TASK DETAILS — Copy, exactly and without additions, every line in the records below from the one holding "state.auth_token = Some(token);" through the one holding "fn write(&self) ->", both ends included.

LISTED RECORDS —

//! HTTP client for the PFMO backend.
//!
//! Every request carries the stored bearer token when there is one. A 401
//! clears that token and comes back as [`ClientError::Unauthorized`]; any
//! other refusal comes back as [`ClientError::Rejected`] with the backend's
//! `detail` message untouched.

use crate::config::AppConfig;
use crate::models::{
    AtRiskReport, DashboardOverview, DetailedAnalytics, Form, FormDraft, NewUser, RecordId,
    Recommendations, Submission, SubmissionFilter, SubmissionInsights, TextAnalysis, User,
};
use crate::storage::{ClientError, FormsBackend, SessionStore};
use async_trait::async_trait;
use reqwest::{Client, Method, RequestBuilder, Response, StatusCode};
use serde::de::DeserializeOwned;
use serde_json::json;
use std::sync::Arc;
use tracing::{debug, warn};
use url::Url;

const API_PREFIX: &str = "/api/v1";

pub struct ApiClient {
    client: Client,
    base_url: String,
    session: Arc<SessionStore>,
}

impl ApiClient {
    pub fn new(config: &AppConfig, session: Arc<SessionStore>) -> Result<Self, ClientError> {
        let client = Client::builder()
            .timeout(config.request_timeout)
            .build()
            .map_err(|e| ClientError::Transport(format!("Failed to build HTTP client: {}", e)))?;

        Ok(Self {
            client,
            base_url: config.api_url.as_str().trim_end_matches('/').to_string(),
            session,
        })
    }

    pub fn session(&self) -> &Arc<SessionStore> {
        &self.session
    }

    pub fn base_url(&self) -> &str {
        &self.base_url
    }

    // ---- auth & users ----

    pub async fn me(&self) -> Result<User, ClientError> {
        self.get_json("/auth/me").await
    }

    pub async fn list_users(&self) -> Result<Vec<User>, ClientError> {
        self.get_json("/auth/users").await
    }

    pub async fn register_user(&self, user: &NewUser) -> Result<User, ClientError> {
        let request = self.request(Method::POST, "/auth/register")?.json(user);
        self.fetch(request).await
    }

    pub async fn delete_user(&self, id: &RecordId) -> Result<(), ClientError> {
        let path = format!("/auth/users/{}", segment(id));
        let request = self.request(Method::DELETE, &path)?;
        self.send(request).await.map(|_| ())
    }

    // ---- submissions & dashboard ----

    pub async fn list_submissions(
        &self,
        filter: &SubmissionFilter,
    ) -> Result<Vec<Submission>, ClientError> {
        let request = self
            .request(Method::GET, "/submissions/submissions")?
            .query(&filter.to_query());
        self.fetch(request).await
    }

    pub async fn dashboard_overview(&self) -> Result<DashboardOverview, ClientError> {
        self.get_json("/dashboard/overview").await
    }

    pub async fn detailed_analytics(&self) -> Result<DetailedAnalytics, ClientError> {
        self.get_json("/dashboard/detailed-analytics").await
    }

    // ---- AI insights ----

    pub async fn at_risk_facilities(&self) -> Result<AtRiskReport, ClientError> {
        self.get_json("/ai/facilities/at-risk").await
    }

    pub async fn recommendations(&self) -> Result<Recommendations, ClientError> {
        self.get_json("/ai/recommendations").await
    }

    pub async fn submission_insights(
        &self,
        submission_id: &RecordId,
    ) -> Result<SubmissionInsights, ClientError> {
        self.get_json(&format!("/ai/submission/{}/insights", segment(submission_id)))
            .await
    }

    pub async fn analyze_text(&self, text: &str) -> Result<TextAnalysis, ClientError> {
        if text.trim().is_empty() {
            return Err(ClientError::InvalidInput(
                "Text to analyze must not be empty".to_string(),
            ));
        }
        let request = self
            .request(Method::POST, "/ai/analyze-text")?
            .json(&json!({ "text": text }));
        self.fetch(request).await
    }

    // ---- plumbing ----

    pub(crate) fn request(&self, method: Method, path: &str) -> Result<RequestBuilder, ClientError> {
        let url = self.url(path)?;
        debug!(%method, %url, "Backend request");
        let mut request = self.client.request(method, url);
        if let Some(token) = self.session.token() {
            request = request.bearer_auth(token);
        }
        Ok(request)
    }

    pub(crate) async fn fetch<T: DeserializeOwned>(
        &self,
        request: RequestBuilder,
    ) -> Result<T, ClientError> {
        let response = self.send(request).await?;
        Ok(response.json::<T>().await?)
    }

    /// Send and map failures. A 401 clears the stored token.
    pub(crate) async fn send(&self, request: RequestBuilder) -> Result<Response, ClientError> {
        let response = request.send().await?;
        let status = response.status();
        if status.is_success() {
            return Ok(response);
        }
        if status == StatusCode::UNAUTHORIZED {
            if self.session.clear_token()? {
                warn!("Session token rejected by backend, cleared");
            }
            return Err(ClientError::Unauthorized);
        }
        Err(rejection(response).await)
    }

    async fn get_json<T: DeserializeOwned>(&self, path: &str) -> Result<T, ClientError> {
        let request = self.request(Method::GET, path)?;
        self.fetch(request).await
    }

    fn url(&self, path: &str) -> Result<Url, ClientError> {
        let raw = format!("{}{}{}", self.base_url, API_PREFIX, path);
        Url::parse(&raw).map_err(|e| ClientError::InvalidInput(format!("Bad URL {}: {}", raw, e)))
    }
}

/// Turn a non-success response into `Rejected`, preferring the backend's
/// `detail` message.
pub(crate) async fn rejection(response: Response) -> ClientError {
    let status = response.status();
    let body = response.text().await.unwrap_or_default();
    ClientError::rejected(status, error_detail(&body, status))
}

fn error_detail(body: &str, status: StatusCode) -> String {
    if let Ok(value) = serde_json::from_str::<serde_json::Value>(body) {
        match value.get("detail") {
            Some(serde_json::Value::String(detail)) => return detail.clone(),
            Some(detail) if !detail.is_null() => return detail.to_string(),
            _ => {}
        }
    }
    if !body.trim().is_empty() {
        return body.trim().to_string();
    }
    status
        .canonical_reason()
        .map(str::to_string)
        .unwrap_or_else(|| format!("HTTP {}", status.as_u16()))
}

fn segment(id: &RecordId) -> String {
    urlencoding::encode(&id.to_string()).into_owned()
}

#[async_trait]
impl FormsBackend for ApiClient {
    async fn list_forms(&self, active_only: bool) -> Result<Vec<Form>, ClientError> {
        let request = self
            .request(Method::GET, "/forms/forms")?
            .query(&[("active_only", active_only)]);
        self.fetch(request).await
    }

    async fn create_form(&self, draft: &FormDraft) -> Result<Form, ClientError> {
        let request = self.request(Method::POST, "/forms/create")?.json(draft);
        self.fetch(request).await
    }

    async fn update_form(&self, id: &RecordId, draft: &FormDraft) -> Result<Form, ClientError> {
        let path = format!("/forms/forms/{}", segment(id));
        let request = self.request(Method::PUT, &path)?.json(draft);
        self.fetch(request).await
    }

    async fn delete_form(&self, id: &RecordId, permanent: bool) -> Result<(), ClientError> {
        let path = format!("/forms/forms/{}", segment(id));
        let request = self
            .request(Method::DELETE, &path)?
            .query(&[("permanent", permanent)]);
        self.send(request).await.map(|_| ())
    }
}
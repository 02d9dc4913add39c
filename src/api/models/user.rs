use super::common::RecordId;
use serde::{Deserialize, Serialize};
use serde_json::{Map, Value};
use std::fmt;
use std::str::FromStr;

#[derive(Debug, Clone, Copy, PartialEq, Eq, Default, Serialize, Deserialize)]
#[serde(rename_all = "snake_case")]
pub enum UserRole {
    #[default]
    DataCollector,
    Admin,
}

impl UserRole {
    pub fn as_str(&self) -> &'static str {
        match self {
            UserRole::DataCollector => "data_collector",
            UserRole::Admin => "admin",
        }
    }

    pub fn display_label(&self) -> &'static str {
        match self {
            UserRole::DataCollector => "Data Collector",
            UserRole::Admin => "Admin",
        }
    }
}

impl fmt::Display for UserRole {
    fn fmt(&self, f: &mut fmt::Formatter<'_>) -> fmt::Result {
        f.write_str(self.as_str())
    }
}

impl FromStr for UserRole {
    type Err = String;

    fn from_str(s: &str) -> Result<Self, Self::Err> {
        match s.trim().to_lowercase().as_str() {
            "data_collector" => Ok(UserRole::DataCollector),
            "admin" => Ok(UserRole::Admin),
            other => Err(format!("Unknown role: {}", other)),
        }
    }
}

/// Account as returned by `/auth/me` and `/auth/users`.
#[derive(Debug, Clone, PartialEq, Serialize, Deserialize)]
pub struct User {
    pub id: RecordId,
    pub username: String,
    #[serde(default)]
    pub email: Option<String>,
    #[serde(default)]
    pub full_name: Option<String>,
    #[serde(default)]
    pub role: Option<String>,
    #[serde(default)]
    pub is_active: Option<bool>,
    #[serde(flatten)]
    pub extra: Map<String, Value>,
}

impl User {
    /// Role as shown in listings; unknown roles fall back to the default.
    pub fn role(&self) -> UserRole {
        self.role
            .as_deref()
            .and_then(|r| r.parse().ok())
            .unwrap_or_default()
    }
}

#[derive(Debug, Clone, PartialEq, Serialize, Deserialize)]
pub struct NewUser {
    pub username: String,
    pub email: String,
    pub full_name: String,
    pub password: String,
    #[serde(default)]
    pub role: UserRole,
}

#[derive(Debug, Clone, Deserialize)]
pub struct LoginResponse {
    pub access_token: String,
    #[serde(default)]
    pub token_type: Option<String>,
}
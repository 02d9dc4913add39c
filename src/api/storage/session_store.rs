//! Persistent client state: the session token and the theme preference.
//!
//! Both live as named keys (`auth_token`, `theme`) in one JSON file that is
//! read once at startup and rewritten whenever a value changes. Only the
//! login and logout flows (and the rejected-credential path of the API
//! client) may change the token, so its setters are crate-private.

use super::ClientError;
use serde::{Deserialize, Serialize};
use std::fmt;
use std::fs;
use std::path::{Path, PathBuf};
use std::str::FromStr;
use std::sync::{RwLock, RwLockReadGuard, RwLockWriteGuard};
use tracing::{debug, warn};

pub const STATE_FILE_NAME: &str = "state.json";

#[derive(Debug, Clone, Copy, PartialEq, Eq, Default, Serialize, Deserialize)]
#[serde(rename_all = "lowercase")]
pub enum Theme {
    #[default]
    Light,
    Dark,
}

impl Theme {
    pub fn toggled(self) -> Self {
        match self {
            Theme::Light => Theme::Dark,
            Theme::Dark => Theme::Light,
        }
    }

    pub fn as_str(&self) -> &'static str {
        match self {
            Theme::Light => "light",
            Theme::Dark => "dark",
        }
    }
}

impl fmt::Display for Theme {
    fn fmt(&self, f: &mut fmt::Formatter<'_>) -> fmt::Result {
        f.write_str(self.as_str())
    }
}

impl FromStr for Theme {
    type Err = String;

    fn from_str(s: &str) -> Result<Self, Self::Err> {
        match s.trim().to_lowercase().as_str() {
            "light" => Ok(Theme::Light),
            "dark" => Ok(Theme::Dark),
            other => Err(format!("Unknown theme: {}", other)),
        }
    }
}

#[derive(Debug, Clone, Default, PartialEq, Serialize, Deserialize)]
struct PersistedState {
    #[serde(default, skip_serializing_if = "Option::is_none")]
    auth_token: Option<String>,
    #[serde(default)]
    theme: Theme,
}

/// Process-wide client state, shared by handle (`Arc<SessionStore>`).
#[derive(Debug)]
pub struct SessionStore {
    path: Option<PathBuf>,
    state: RwLock<PersistedState>,
}

impl SessionStore {
    /// Load state from `path`. A missing file starts an empty session; an
    /// unreadable one is logged and replaced on the next write.
    pub fn load(path: impl Into<PathBuf>) -> Result<Self, ClientError> {
        let path = path.into();
        let state = if path.exists() {
            let content = fs::read_to_string(&path)?;
            match serde_json::from_str::<PersistedState>(&content) {
                Ok(state) => state,
                Err(e) => {
                    warn!("Ignoring unreadable state file {:?}: {}", path, e);
                    PersistedState::default()
                }
            }
        } else {
            debug!("No state file at {:?}, starting a fresh session", path);
            PersistedState::default()
        };

        Ok(Self {
            path: Some(path),
            state: RwLock::new(state),
        })
    }

    /// Load `state.json` from a state directory.
    pub fn load_from_dir(dir: &Path) -> Result<Self, ClientError> {
        Self::load(dir.join(STATE_FILE_NAME))
    }

    /// State that is never written to disk.
    pub fn in_memory() -> Self {
        Self {
            path: None,
            state: RwLock::new(PersistedState::default()),
        }
    }

    pub fn path(&self) -> Option<&Path> {
        self.path.as_deref()
    }

    pub fn token(&self) -> Option<String> {
        self.read().auth_token.clone()
    }

    pub fn is_logged_in(&self) -> bool {
        self.read().auth_token.is_some()
    }

    pub fn theme(&self) -> Theme {
        self.read().theme
    }

    pub fn set_theme(&self, theme: Theme) -> Result<(), ClientError> {
        let mut state = self.write();
        if state.theme == theme {
            return Ok(());
        }
        state.theme = theme;
        self.persist(&state)
    }

    pub fn toggle_theme(&self) -> Result<Theme, ClientError> {
        let mut state = self.write();
        state.theme = state.theme.toggled();
        self.persist(&state)?;
        Ok(state.theme)
    }

    pub(crate) fn set_token(&self, token: String) -> Result<(), ClientError> {
        let mut state = self.write();
        state.auth_token = Some(token);
        self.persist(&state)
    }

    /// Drop the token. Returns whether one was stored.
    pub(crate) fn clear_token(&self) -> Result<bool, ClientError> {
        let mut state = self.write();
        if state.auth_token.take().is_none() {
            return Ok(false);
        }
        self.persist(&state)?;
        Ok(true)
    }

    fn persist(&self, state: &PersistedState) -> Result<(), ClientError> {
        let Some(path) = &self.path else {
            return Ok(());
        };
        if let Some(parent) = path.parent() {
            fs::create_dir_all(parent)?;
        }
        let content = serde_json::to_string_pretty(state)
            .map_err(|e| ClientError::Io(format!("Failed to encode state: {}", e)))?;
        fs::write(path, content)?;
        debug!("Saved client state to {:?}", path);
        Ok(())
    }

    fn read(&self) -> RwLockReadGuard<'_, PersistedState> {
        self.state.read().unwrap_or_else(|e| e.into_inner())
    }

    fn write(&self) -> RwLockWriteGuard<'_, PersistedState> {
        self.state.write().unwrap_or_else(|e| e.into_inner())
    }
}
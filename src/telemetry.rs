//! Shared tracing bootstrap for embedders and tests.

use std::sync::Once;
use tracing_subscriber::EnvFilter;

static INIT: Once = Once::new();

/// Install the global tracing subscriber once. Safe to call from multiple
/// embedders and from parallel tests; later calls are no-ops.
pub fn init_tracing() {
    INIT.call_once(|| {
        let filter = EnvFilter::try_from_default_env().unwrap_or_else(|_| EnvFilter::new("info"));
        let _ = tracing_subscriber::fmt()
            .with_env_filter(filter)
            .with_target(true)
            .try_init();
    });
}
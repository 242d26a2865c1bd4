//! Sample row model and table schema generation
//!
//! A sample is one row of the wide `prometheus.samples` table: a fixed prefix
//! (`time`, `metric_id`, `target_id`, `value`, `value_type`) followed by one
//! `UInt32` value-ID column per app label slot. The schema for a given
//! app-label width is generated here; widening an existing table is the
//! writer's job.

use crate::config::TableOptions;
use crate::store::Value;

/// Largest supported app-label column index.
pub const MAX_APP_LABEL_COLUMN_INDEX: usize = 256;

/// Database holding the sample table.
pub const PROMETHEUS_DB: &str = "prometheus";
/// Logical (distributed under cluster mode) sample table name.
pub const PROMETHEUS_TABLE: &str = "samples";

/// Column-name prefix shared by all app label columns; the catalog probe
/// matches on it.
pub const APP_LABEL_COLUMN_PREFIX: &str = "app_label_value_id";

/// One sample row.
///
/// `app_label_value_ids` is indexed by layout column index. Slot 0 is the
/// target slot: the target itself is persisted through `target_id`, so slot 0
/// never reaches a table column, but it keeps layout indices 1-based and the
/// batch width unambiguous.
#[derive(Debug, Clone, PartialEq)]
pub struct Sample {
    /// Milliseconds since epoch
    pub timestamp_ms: i64,
    pub metric_id: u32,
    pub target_id: u32,
    pub value: f64,
    /// Sample encoding discriminator; 0 for plain float samples
    pub value_type: u8,
    pub app_label_value_ids: Vec<u32>,
}

impl Sample {
    /// Number of app label columns this sample occupies (slot 0 excluded).
    pub fn app_label_count(&self) -> usize {
        self.app_label_value_ids.len().saturating_sub(1)
    }

    /// Insert row for a width-`width` writer: fixed prefix then app label
    /// slots 1..=width, zero-padded.
    pub fn to_row(&self, width: usize) -> Vec<Value> {
        let mut row = Vec::with_capacity(5 + width);
        row.push(Value::DateTime(self.timestamp_ms / 1000));
        row.push(Value::UInt(self.metric_id as u64));
        row.push(Value::UInt(self.target_id as u64));
        row.push(Value::Float64(self.value));
        row.push(Value::UInt(self.value_type as u64));
        for i in 1..=width {
            let id = self.app_label_value_ids.get(i).copied().unwrap_or(0);
            row.push(Value::UInt(id as u64));
        }
        row
    }

    /// Generate the sample table schema for `app_label_count` app label
    /// columns under the given placement options.
    pub fn table_schema(opts: &TableOptions, app_label_count: usize) -> TableSchema {
        let mut columns = vec![
            Column::new("time", "DateTime"),
            Column::new("metric_id", "UInt32"),
            Column::new("target_id", "UInt32"),
            Column::new("value", "Float64"),
            Column::new("value_type", "UInt8"),
        ];
        for i in 1..=app_label_count {
            columns.push(Column::new(
                format!("{APP_LABEL_COLUMN_PREFIX}_{i}"),
                "UInt32",
            ));
        }
        TableSchema {
            database: PROMETHEUS_DB.to_string(),
            table: PROMETHEUS_TABLE.to_string(),
            columns,
            options: opts.clone(),
        }
    }
}

/// A column of a generated table
#[derive(Debug, Clone)]
pub struct Column {
    pub name: String,
    pub column_type: &'static str,
}

impl Column {
    fn new(name: impl Into<String>, column_type: &'static str) -> Self {
        Self {
            name: name.into(),
            column_type,
        }
    }
}

/// Generated schema for the sample table at one app-label width
#[derive(Debug, Clone)]
pub struct TableSchema {
    pub database: String,
    pub table: String,
    pub columns: Vec<Column>,
    pub options: TableOptions,
}

impl TableSchema {
    /// Physical table the rows land in: `samples_local` under cluster mode,
    /// `samples` otherwise.
    pub fn local_table(&self) -> String {
        if self.options.cluster.is_some() {
            format!("{}_local", self.table)
        } else {
            self.table.clone()
        }
    }

    /// Names of the insert columns, in row order.
    pub fn column_names(&self) -> Vec<String> {
        self.columns.iter().map(|c| c.name.clone()).collect()
    }

    /// DDL to create the table(s): the storage table first, then the
    /// distributed front under cluster mode. All statements are idempotent.
    pub fn create_statements(&self) -> Vec<String> {
        let mut statements = vec![self.create_local()];
        if let Some(cluster) = &self.options.cluster {
            statements.push(format!(
                "CREATE TABLE IF NOT EXISTS {db}.`{table}` AS {db}.`{local}` \
                 ENGINE = Distributed('{cluster}', '{db}', '{local}', metric_id)",
                db = self.database,
                table = self.table,
                local = self.local_table(),
            ));
        }
        statements
    }

    fn create_local(&self) -> String {
        let columns = self
            .columns
            .iter()
            .map(|c| format!("`{}` {}", c.name, c.column_type))
            .collect::<Vec<_>>()
            .join(", ");

        let mut ttl_parts = Vec::new();
        if let Some(cold) = &self.options.cold_storage {
            ttl_parts.push(format!(
                "time + toIntervalDay({}) TO VOLUME '{}'",
                cold.after_days, cold.volume
            ));
        }
        if self.options.ttl_days > 0 {
            ttl_parts.push(format!("time + toIntervalDay({})", self.options.ttl_days));
        }

        let mut sql = format!(
            "CREATE TABLE IF NOT EXISTS {db}.`{table}` ({columns}) \
             ENGINE = MergeTree() \
             PARTITION BY toYYYYMMDD(time) \
             ORDER BY (metric_id, target_id, time)",
            db = self.database,
            table = self.local_table(),
        );
        if !ttl_parts.is_empty() {
            sql.push_str(&format!(" TTL {}", ttl_parts.join(", ")));
        }
        if let Some(policy) = &self.options.storage_policy {
            sql.push_str(&format!(" SETTINGS storage_policy = '{policy}'"));
        }
        sql
    }
}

OUTPUT —
        state.auth_token = Some(token);
        self.persist(&state)
    }

    /// Drop the token. Returns whether one was stored.
    pub(crate) fn clear_token(&self) -> Result<bool, ClientError> {
        let mut state = self.write();
        if state.auth_token.take().is_none() {
            return Ok(false);
        }
        self.persist(&state)?;
        Ok(true)
    }

    fn persist(&self, state: &PersistedState) -> Result<(), ClientError> {
        let Some(path) = &self.path else {
            return Ok(());
        };
        if let Some(parent) = path.parent() {
            fs::create_dir_all(parent)?;
        }
        let content = serde_json::to_string_pretty(state)
            .map_err(|e| ClientError::Io(format!("Failed to encode state: {}", e)))?;
        fs::write(path, content)?;
        debug!("Saved client state to {:?}", path);
        Ok(())
    }

    fn read(&self) -> RwLockReadGuard<'_, PersistedState> {
        self.state.read().unwrap_or_else(|e| e.into_inner())
    }

    fn write(&self) -> RwLockWriteGuard<'_, PersistedState> {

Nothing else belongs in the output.